Assigned task :: Nothing but the line with "assert_eq!(Pt::from_inches(2.625).to_milli(), 189_000);" and the lines after it, through the end of the records below, is to be repeated, exactly as it is.

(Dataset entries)
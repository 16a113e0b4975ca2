use fixed::types::I32F32;

/// Device points per physical inch. Sheet layout works in inches and converts
/// through this at draw time.
pub const POINTS_PER_INCH: f64 = 72.0;

/// Device-space length in points. Values snap to 1/1000 pt on the way in so
/// sheet positions print identically on every run.
#[derive(Debug, Clone, Copy, PartialEq, PartialOrd)]
pub struct Pt(I32F32);

impl Pt {
    pub const ZERO: Pt = Pt(I32F32::ZERO);

    pub fn from_milli(milli: i64) -> Pt {
        Pt(I32F32::saturating_from_num(milli as f64 / 1000.0))
    }

    /// Non-finite input collapses to zero.
    pub fn from_f64(value: f64) -> Pt {
        if value.is_finite() {
            Pt::from_milli((value * 1000.0).round() as i64)
        } else {
            Pt::ZERO
        }
    }

    pub fn from_f32(value: f32) -> Pt {
        Pt::from_f64(value as f64)
    }

    pub fn from_inches(inches: f64) -> Pt {
        Pt::from_f64(inches * POINTS_PER_INCH)
    }

    pub fn to_milli(self) -> i64 {
        self.0.saturating_mul_int(1000).round().saturating_to_num()
    }
}

impl std::ops::Add for Pt {
    type Output = Pt;
    fn add(self, rhs: Pt) -> Pt {
        Pt::from_milli(self.to_milli().saturating_add(rhs.to_milli()))
    }
}

impl std::ops::Sub for Pt {
    type Output = Pt;
    fn sub(self, rhs: Pt) -> Pt {
        Pt::from_milli(self.to_milli().saturating_sub(rhs.to_milli()))
    }
}

#[derive(Debug, Clone, Copy, PartialEq)]
pub struct Size {
    pub width: Pt,
    pub height: Pt,
}

impl Size {
    pub fn letter() -> Self {
        Size::from_inches(8.5, 11.0)
    }

    pub fn from_inches(width_in: f64, height_in: f64) -> Self {
        Self {
            width: Pt::from_inches(width_in),
            height: Pt::from_inches(height_in),
        }
    }
}

/// Top-left-origin rectangle in device points.
#[derive(Debug, Clone, Copy, PartialEq)]
pub struct Rect {
    pub x: Pt,
    pub y: Pt,
    pub width: Pt,
    pub height: Pt,
}

impl Rect {
    pub fn from_inches(x: f64, y: f64, width: f64, height: f64) -> Self {
        Self {
            x: Pt::from_inches(x),
            y: Pt::from_inches(y),
            width: Pt::from_inches(width),
            height: Pt::from_inches(height),
        }
    }

    /// Bottom edge for PDF placement: `page_height - (y + height)`.
    pub fn flipped_y(&self, page_height: Pt) -> Pt {
        page_height - (self.y + self.height)
    }
}

#[derive(Debug, Clone, Copy, PartialEq)]
pub struct Color {
    pub r: f32,
    pub g: f32,
    pub b: f32,
}

impl Color {
    pub const BLACK: Color = Color {
        r: 0.0,
        g: 0.0,
        b: 0.0,
    };

    pub fn rgb(r: f32, g: f32, b: f32) -> Self {
        Self { r, g, b }
    }

    pub fn gray(level: f32) -> Self {
        Self::rgb(level, level, level)
    }
}

#[derive(Debug, Clone, Copy, PartialEq, Eq, serde::Serialize, serde::Deserialize)]
#[serde(rename_all = "lowercase")]
pub enum ColorSpace {
    Rgb,
    Cmyk,
}

#[cfg(test)]
mod tests {
    use super::*;

    #[test]
    fn inches_convert_at_seventy_two() {
        assert_eq!(Pt::from_inches(8.5).to_milli(), 612_000);
        assert_eq!(Pt::from_inches(2.625).to_milli(), 189_000);
        assert_eq!(Size::letter().height.to_milli(), 792_000);
        assert_eq!(Pt::from_f64(0.0004).to_milli(), 0);
        assert_eq!(Pt::from_f64(f64::NAN), Pt::ZERO);
    }

    #[test]
    fn flip_uses_bottom_edge() {
        let rect = Rect::from_inches(1.0, 0.5, 2.0, 3.0);
        let page = Pt::from_inches(11.0);
        // 792 - (36 + 216)
        assert_eq!(rect.flipped_y(page).to_milli(), 540_000);
    }
}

Solved exercise ::
        assert_eq!(Pt::from_inches(2.625).to_milli(), 189_000);
        assert_eq!(Size::letter().height.to_milli(), 792_000);
        assert_eq!(Pt::from_f64(0.0004).to_milli(), 0);
        assert_eq!(Pt::from_f64(f64::NAN), Pt::ZERO);
    }

    #[test]
    fn flip_uses_bottom_edge() {
        let rect = Rect::from_inches(1.0, 0.5, 2.0, 3.0);
        let page = Pt::from_inches(11.0);
        // 792 - (36 + 216)
        assert_eq!(rect.flipped_y(page).to_milli(), 540_000);
    }
}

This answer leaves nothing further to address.